Les partis politiques ont, eux aussi depuis longtemps, choisi de privilégier la stabilité des prix par rapport au plein-emploi parce que l'inflation favorise les plus jeunes, qui ne représentent qu'une minorité du corps électoral. Résultat: chômage, endettement, déficit extérieur et zapping politique.
Cette situation que semble imposer la concurrence mondiale tournera bientôt à l'absurde: on dévalorisera tellement les salaires que les consommateurs n'auront plus les moyens de payer les produits qui leur seront proposés; on en viendra à diminuer tellement les dépenses de recherche qu'il n'y aura plus ni marchandises nouvelles ni profits;"

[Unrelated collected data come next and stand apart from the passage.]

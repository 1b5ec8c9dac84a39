use crate::errors::CryptoError;
use common::secret::{ExposeSecret, SecretBox, SecretString};
use ring::{
    aead::{Aad, LessSafeKey, Nonce, UnboundKey, AES_256_GCM},
    pbkdf2,
    rand::{SecureRandom, SystemRandom},
    signature::{Ed25519KeyPair, KeyPair},
};
use std::fmt;
use std::num::NonZeroU32;
use tracing::instrument;

/// Length of the AES-256-GCM wrapping key derived from a passphrase.
pub const WRAPPING_KEY_LEN: usize = 32;

/// Encrypted key structure (AES-256-GCM)
///
/// The `encrypted_data` field is wrapped in `SecretBox` to prevent accidental
/// exposure. While it is ciphertext, it still contains sensitive encrypted
/// key material that should not be logged.
pub struct EncryptedKey {
    /// Encrypted key material (AES-256-GCM ciphertext).
    pub encrypted_data: SecretBox<Vec<u8>>,
    pub nonce: Vec<u8>, // 96-bit (12 bytes)
    pub tag: Vec<u8>,   // 128-bit (16 bytes)
}

impl Clone for EncryptedKey {
    fn clone(&self) -> Self {
        Self {
            encrypted_data: SecretBox::new(Box::new(self.encrypted_data.expose_secret().clone())),
            nonce: self.nonce.clone(),
            tag: self.tag.clone(),
        }
    }
}

impl fmt::Debug for EncryptedKey {
    fn fmt(&self, f: &mut fmt::Formatter<'_>) -> fmt::Result {
        f.debug_struct("EncryptedKey")
            .field("encrypted_data", &"[REDACTED]")
            .field("nonce", &"[REDACTED]")
            .field("tag", &"[REDACTED]")
            .finish()
    }
}

/// Generate an Ed25519 keypair using CSPRNG
///
/// Returns the private key as a PKCS#8 v2 document.
#[instrument(skip_all)]
pub fn generate_signing_key() -> Result<SecretBox<Vec<u8>>, CryptoError> {
    let rng = SystemRandom::new();

    let pkcs8_bytes = Ed25519KeyPair::generate_pkcs8(&rng)
        .map_err(|e| CryptoError(format!("Keypair generation failed: {}", e)))?;

    Ok(SecretBox::new(Box::new(pkcs8_bytes.as_ref().to_vec())))
}

/// Check that `private_key_pkcs8` is an Ed25519 PKCS#8 document and return
/// its raw 32-byte public key.
#[instrument(skip_all)]
pub fn ed25519_public_key(private_key_pkcs8: &[u8]) -> Result<Vec<u8>, CryptoError> {
    let key_pair = Ed25519KeyPair::from_pkcs8_maybe_unchecked(private_key_pkcs8)
        .map_err(|e| CryptoError(format!("Invalid private key format: {}", e)))?;

    Ok(key_pair.public_key().as_ref().to_vec())
}

/// Derive the AES-256-GCM wrapping key for a keystore entry.
///
/// PBKDF2-HMAC-SHA256 over the passphrase with a per-entry salt.
#[instrument(skip_all)]
pub fn derive_wrapping_key(
    passphrase: &SecretString,
    salt: &[u8],
    iterations: NonZeroU32,
) -> SecretBox<[u8; WRAPPING_KEY_LEN]> {
    // Derived straight into the heap allocation the SecretBox takes over
    let mut key = Box::new([0u8; WRAPPING_KEY_LEN]);
    pbkdf2::derive(
        pbkdf2::PBKDF2_HMAC_SHA256,
        iterations,
        salt,
        passphrase.expose_secret().as_bytes(),
        key.as_mut_slice(),
    );
    SecretBox::new(key)
}

/// Encrypt private key with AES-256-GCM
///
/// Uses a 96-bit random nonce and produces a 128-bit authentication tag
#[instrument(skip_all)]
pub fn encrypt_private_key(
    private_key: &[u8],
    wrapping_key: &[u8],
) -> Result<EncryptedKey, CryptoError> {
    if wrapping_key.len() != WRAPPING_KEY_LEN {
        return Err(CryptoError(format!(
            "Invalid wrapping key length: {} (expected {})",
            wrapping_key.len(),
            WRAPPING_KEY_LEN
        )));
    }

    let rng = SystemRandom::new();

    // Generate random 96-bit nonce (12 bytes)
    let mut nonce_bytes = [0u8; 12];
    rng.fill(&mut nonce_bytes)
        .map_err(|e| CryptoError(format!("Nonce generation failed: {}", e)))?;

    let nonce = Nonce::assume_unique_for_key(nonce_bytes);

    let unbound_key = UnboundKey::new(&AES_256_GCM, wrapping_key)
        .map_err(|e| CryptoError(format!("Cipher key creation failed: {}", e)))?;
    let sealing_key = LessSafeKey::new(unbound_key);

    let mut in_out = private_key.to_vec();
    sealing_key
        .seal_in_place_append_tag(nonce, Aad::empty(), &mut in_out)
        .map_err(|e| CryptoError(format!("Encryption operation failed: {}", e)))?;

    // After seal_in_place_append_tag, the buffer contains ciphertext + 16-byte tag
    let tag_start = in_out
        .len()
        .checked_sub(16)
        .ok_or_else(|| CryptoError("Encryption produced invalid output".to_string()))?;
    let encrypted_data = in_out
        .get(..tag_start)
        .ok_or_else(|| CryptoError("Encryption produced invalid output".to_string()))?
        .to_vec();
    let tag = in_out
        .get(tag_start..)
        .ok_or_else(|| CryptoError("Encryption produced invalid output".to_string()))?
        .to_vec();

    Ok(EncryptedKey {
        encrypted_data: SecretBox::new(Box::new(encrypted_data)),
        nonce: nonce_bytes.to_vec(),
        tag,
    })
}

/// Decrypt private key with AES-256-GCM
#[instrument(skip_all)]
pub fn decrypt_private_key(
    encrypted: &EncryptedKey,
    wrapping_key: &[u8],
) -> Result<SecretBox<Vec<u8>>, CryptoError> {
    if wrapping_key.len() != WRAPPING_KEY_LEN {
        return Err(CryptoError(format!(
            "Invalid wrapping key length: {} (expected {})",
            wrapping_key.len(),
            WRAPPING_KEY_LEN
        )));
    }

    if encrypted.nonce.len() != 12 {
        return Err(CryptoError(format!(
            "Invalid nonce length: {} (expected 12)",
            encrypted.nonce.len()
        )));
    }

    if encrypted.tag.len() != 16 {
        return Err(CryptoError(format!(
            "Invalid tag length: {} (expected 16)",
            encrypted.tag.len()
        )));
    }

    // Reconstruct ciphertext with tag
    let mut in_out = encrypted.encrypted_data.expose_secret().clone();
    in_out.extend_from_slice(&encrypted.tag);

    let nonce_bytes: [u8; 12] = encrypted
        .nonce
        .as_slice()
        .try_into()
        .map_err(|e| CryptoError(format!("Invalid nonce format: {}", e)))?;
    let nonce = Nonce::assume_unique_for_key(nonce_bytes);

    let unbound_key = UnboundKey::new(&AES_256_GCM, wrapping_key)
        .map_err(|e| CryptoError(format!("Cipher key creation failed: {}", e)))?;
    let opening_key = LessSafeKey::new(unbound_key);

    let decrypted = opening_key
        .open_in_place(nonce, Aad::empty(), &mut in_out)
        .map_err(|e| CryptoError(format!("Decryption operation failed: {}", e)))?;

    Ok(SecretBox::new(Box::new(decrypted.to_vec())))
}

/// Generate cryptographically secure random bytes
pub fn generate_random_bytes(len: usize) -> Result<Vec<u8>, CryptoError> {
    let rng = SystemRandom::new();
    let mut bytes = vec![0u8; len];
    rng.fill(&mut bytes)
        .map_err(|e| CryptoError(format!("Random bytes generation failed: {}", e)))?;
    Ok(bytes)
}
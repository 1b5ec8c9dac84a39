//! Token issuance.
//!
//! The signer builds default claims from configuration and signs them with
//! an Ed25519 key unsealed from the keystore. Its key can be replaced while
//! other threads are signing; each signature uses one key snapshot.

use crate::claims::{Audience, Claims, VERSION_CLAIM};
use crate::config::{Config, KeystoreConfig};
use crate::crypto;
use crate::errors::{CryptoError, SignerError};
use crate::keystore::KeyStore;
use crate::observability::{hash_for_correlation, metrics};
use arc_swap::ArcSwap;
use chrono::Utc;
use common::secret::{ExposeSecret, SecretBox};
use jsonwebtoken::{encode, Algorithm, EncodingKey, Header};
use serde_json::{Map, Value};
use std::fmt;
use std::sync::Arc;
use std::time::Instant;
use tracing::{debug, info, instrument, warn};

/// How far `nbf` is back-dated from the issue time.
pub const NOT_BEFORE_SKEW_MINUTES: i64 = 2;

/// Ed25519 private key used for signing, with the `kid` advertised in the
/// token header.
pub struct SigningKey {
    key_id: String,
    pkcs8: SecretBox<Vec<u8>>,
}

impl SigningKey {
    /// Wrap an Ed25519 PKCS#8 document.
    ///
    /// # Errors
    ///
    /// Returns `CryptoError` if the document is not an Ed25519 private key.
    pub fn from_pkcs8(key_id: impl Into<String>, pkcs8: &[u8]) -> Result<Self, CryptoError> {
        crypto::ed25519_public_key(pkcs8)?;
        Ok(Self {
            key_id: key_id.into(),
            pkcs8: SecretBox::new(Box::new(pkcs8.to_vec())),
        })
    }

    pub fn key_id(&self) -> &str {
        &self.key_id
    }

    pub(crate) fn pkcs8(&self) -> &[u8] {
        self.pkcs8.expose_secret()
    }
}

impl fmt::Debug for SigningKey {
    fn fmt(&self, f: &mut fmt::Formatter<'_>) -> fmt::Result {
        f.debug_struct("SigningKey")
            .field("key_id", &self.key_id)
            .field("pkcs8", &"[REDACTED]")
            .finish()
    }
}

/// Values every issued token starts from.
#[derive(Debug, Clone, PartialEq, Eq)]
pub struct ClaimDefaults {
    pub issuer: String,
    pub audience: Audience,
    pub expiration_minutes: i64,
    pub version: String,
}

impl ClaimDefaults {
    pub fn from_config(config: &Config) -> Self {
        Self {
            issuer: config.issuer.clone(),
            audience: config.audience.clone(),
            expiration_minutes: config.expiration_minutes,
            version: config.version.clone(),
        }
    }
}

#[derive(Debug)]
pub struct TokenSigner {
    key: ArcSwap<SigningKey>,
    defaults: ClaimDefaults,
}

impl TokenSigner {
    pub fn new(key: SigningKey, defaults: ClaimDefaults) -> Self {
        Self {
            key: ArcSwap::from_pointee(key),
            defaults,
        }
    }

    /// Build a signer from the configured keystore.
    ///
    /// # Errors
    ///
    /// Returns `SignerError::KeyUnavailable` if no keystore is configured or
    /// the key cannot be unsealed.
    #[instrument(skip_all)]
    pub fn from_config(config: &Config) -> Result<Self, SignerError> {
        let key = load_signing_key(config)?;
        info!(target: "token.signer", key_id = %key.key_id(), "Token signer initialized");
        Ok(Self::new(key, ClaimDefaults::from_config(config)))
    }

    pub fn defaults(&self) -> &ClaimDefaults {
        &self.defaults
    }

    /// `kid` of the key currently used for signing.
    pub fn key_id(&self) -> String {
        self.key.load().key_id().to_string()
    }

    /// Default claims for a token issued now.
    pub fn default_claims(&self) -> Claims {
        self.default_claims_at(Utc::now().timestamp())
    }

    /// Default claims for a token issued at `now` (Unix epoch seconds).
    pub fn default_claims_at(&self, now: i64) -> Claims {
        let mut claims = Claims {
            iss: Some(self.defaults.issuer.clone()),
            aud: Some(self.defaults.audience.clone()),
            sub: None,
            exp: Some(now.saturating_add(self.defaults.expiration_minutes.saturating_mul(60))),
            nbf: Some(now.saturating_sub(NOT_BEFORE_SKEW_MINUTES * 60)),
            iat: Some(now),
            jti: Some(uuid::Uuid::new_v4().to_string()),
            custom: Map::new(),
        };
        claims.set_custom_claim(VERSION_CLAIM, self.defaults.version.clone());
        claims
    }

    /// Issue a token from the default claims with `overrides` applied.
    ///
    /// # Errors
    ///
    /// - `SignerError::InvalidClaims` - An override has the wrong type for a
    ///   registered claim
    /// - `SignerError::Signing` - Signing failed
    #[instrument(skip_all, fields(overrides = overrides.len()))]
    pub fn issue(&self, overrides: Map<String, Value>) -> Result<String, SignerError> {
        let claims = self.default_claims().merged_with(overrides).map_err(|e| {
            debug!(target: "token.signer", error = %e, "Rejected claim overrides");
            metrics::record_token_issuance("error", std::time::Duration::ZERO);
            SignerError::InvalidClaims(e.to_string())
        })?;

        self.sign(&claims)
    }

    /// Sign an explicit claim set with EdDSA.
    #[instrument(skip_all)]
    pub fn sign(&self, claims: &Claims) -> Result<String, SignerError> {
        let start = Instant::now();
        let key = self.key.load();

        let mut header = Header::new(Algorithm::EdDSA);
        header.typ = Some("JWT".to_string());
        header.kid = Some(key.key_id().to_string());

        let encoding_key = EncodingKey::from_ed_der(key.pkcs8());
        let result = encode(&header, claims, &encoding_key)
            .map_err(|e| SignerError::Signing(e.to_string()));

        match &result {
            Ok(_) => {
                metrics::record_token_issuance("success", start.elapsed());
                debug!(
                    target: "token.signer",
                    key_id = %key.key_id(),
                    jti = %claims.jti.as_deref().map(hash_for_correlation).unwrap_or_default(),
                    "Issued token"
                );
            }
            Err(e) => {
                metrics::record_token_issuance("error", start.elapsed());
                warn!(target: "token.signer", key_id = %key.key_id(), error = %e, "Token signing failed");
            }
        }

        result
    }

    /// Replace the signing key.
    ///
    /// Concurrent `sign` calls finish with whichever key they loaded.
    pub fn refresh(&self, key: SigningKey) {
        info!(target: "token.signer", key_id = %key.key_id(), "Signing key refreshed");
        self.key.store(Arc::new(key));
        metrics::record_signing_key_refresh("success");
    }

    /// Re-read the configured keystore and swap in its key.
    ///
    /// On failure the current key stays in place.
    #[instrument(skip_all)]
    pub fn reload(&self, config: &Config) -> Result<(), SignerError> {
        match load_signing_key(config) {
            Ok(key) => {
                self.refresh(key);
                Ok(())
            }
            Err(e) => {
                warn!(target: "token.signer", error = %e, "Signing key reload failed; keeping current key");
                metrics::record_signing_key_refresh("error");
                Err(e)
            }
        }
    }
}

fn load_signing_key(config: &Config) -> Result<SigningKey, SignerError> {
    let KeystoreConfig {
        path,
        passphrase,
        alias,
    } = config
        .keystore
        .as_ref()
        .ok_or_else(|| SignerError::KeyUnavailable("no keystore configured".to_string()))?;

    KeyStore::load(path)
        .and_then(|store| store.unseal(alias, passphrase))
        .map_err(|e| SignerError::KeyUnavailable(e.to_string()))
}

Ïðåäïðèÿòèÿ ðåøèëè óæå äàâíî âñå äåëàòü ÷òîáû ïðèâëåêàòü ñâîèõ êëèåíòîâ è ñâîèõ àêöèîíåðîâ è íå ñâîèõ ñëóæàùèõ. ×òîáû ñîêðàùàòü öåíû ñâîèõ ïðîäóêòîâ, îíè ñîêðàùàþò çàðïëàòû è ïðàâà ó÷àñòèÿ â óïðàâëåíèè àêöèîíåðíûì îáùåñòâîì ñâîèõ òðóäÿùèõñÿ, ñîêðàùàþò ìàðæè ñâîèõ äèñòðèáóòîðîâ è áëàãîïðèÿòñòâóþò òåõíîëîãèÿì, êîòîðûå ýêîíîìÿò òÿæåëûé òðóä.